UPDATE: Amateur Photographer Magazine laments the passing of Philip and adds,

It has emerged that during the last weeks of his life the photographer had been putting together a collection of photographs he had captured in Cambodia. link

UPDATE: Philip’s local Welsh paper, The Daily Post, pays tribute,

In 2001, he visited the National Eisteddfod which was held near Denbigh that year, where his work was being exhibited in the Arts and Crafts tent. “I’m a product of Dyffryn Clwyd and it’s always good to be home”, he said at the time. link

UPDATE: Aperture obituary in the form of a slideshow and an interview with William Messer.
UPDATE: BBC News obituary,

Current Magnum president Stuart Franklin said: “Philip enriched all our lives with his courage, his empathy, his passion, his wit and his wisdom; and for many he gave to photojournalism its moral soul. “He died as he wanted so passionately that we should live – in peace.” link

UPDATE: From The Times including a slideshow,

The photographer, however, repeatedly declared that he had no particular animus against the Americans or their Vietnamese allies.
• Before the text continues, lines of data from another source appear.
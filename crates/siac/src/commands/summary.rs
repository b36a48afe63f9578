//! `summary`: dashboard counters.

use siac_core::{CoreError, DashboardSummary, ResourceKind};

use crate::cli::GlobalOpts;
use crate::config::Context;
use crate::error::CliError;
use crate::output;

use super::util;

fn detail(s: &DashboardSummary) -> String {
    [
        format!("Devices:          {}", s.total_devices),
        format!("Active alerts:    {}", s.active_alerts),
        format!("Alerts (24h):     {}", s.alerts_24h),
        format!("Anomalies (24h):  {}", s.anomalies_24h),
        format!("Telemetry (24h):  {}", s.telemetry_24h),
        format!("Data today:       {:.2} GB", s.data_volume_today_gb),
        format!(
            "System status:    {}",
            s.system_status.as_deref().unwrap_or("-")
        ),
    ]
    .join("\n")
}

pub async fn handle(ctx: &Context, global: &GlobalOpts) -> Result<(), CliError> {
    let summary = util::oneshot(ctx, &[ResourceKind::Summary], |c| async move {
        c.store()
            .summary()
            .ok_or_else(|| CoreError::Internal("summary missing after refresh".into()))
    })
    .await?;

    let out = output::render_single(&global.output, summary.as_ref(), detail, |s| {
        s.total_devices.to_string()
    })?;
    output::print_output(&out, global.quiet);
    Ok(())
}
He was, he said, not so much seeking to tell the truth about this war, as about all wars. link

UPDATE: The National Press Photographer’s Association brings together a number of people who remember Philip,

“Philip saw beyond the military dimension of war,” John G. Morris wrote tonight from Paris. “He sought to cover it in terms of cause (his book ‘Vietnam Inc.’) and effect (his book ‘Agent Orange’). A man of courage and conviction, he exemplified photojournalism at its best.” Morris was the first editorial director of Magnum Photos, hired in the early days by his friends Robert Capa and Henri Cartier-Bresson.
“Philip Jones Griffiths was one of the giants of our business. His photographs of Vietnam in particular will have an everlasting impact on all who see them,” David Hume Kennerly said today.
“I salute a fallen comrade whose life was about photography and picturing the truth.” As a young photographer working for United Press International, Kennerly won a Pulitzer Prize in 1972 for his photographs of the Vietnam war. link

UPDATE: NPR’s Alex Chadwick pays tribute to Philip. Alex first met Philip in Saigon.
UPDATE: The Guardian, where Philip did some early work, has an obituary with a quote from a recent interview,

“I’ve had a hood put over my head [in Vietnam] and been taken out to be shot. When my executioners cocked their rifles and fired, they missed. Obviously I was scared, but kept thinking this was a more dignified way to go than dying in a car crash. I didn’t piss my pants and I’m very proud of that.” link

UPDATE: The Australian runs an obituary with comments from Tim Page,

“For the photographer, it’s a question of how are you going to make people think twice. If you show them the horror and the brutality, maybe there’s the wake-up factor,” Page says. He says Vietnam Inc “started to sell like crazy” because it was the “quintessential anti-war book”. link

UPDATE: TIME Magazine run a slideshow selection of Philip’s images through the years.
UPDATE: John Pilger writes an obituary in the New Statesman that is in part taken from his introduction to Philip’s last book Vietnam at Peace,

“My objective,” he said, “was not to allow my positive feelings towards them as individuals to cloud the fact that they were prosecuting a genocidal war.” Iraq, he said recently, “is only different because every soldier seems to have a digital camera”. link

UPDATE: The LA Times runs an obituary.
UPDATE: Philip is posthumously honoured by the Vietnamese government with the “For Peace and Friendship among Peoples” insignia, the highest distinction of the Vietnam Union of Friendship Organisations.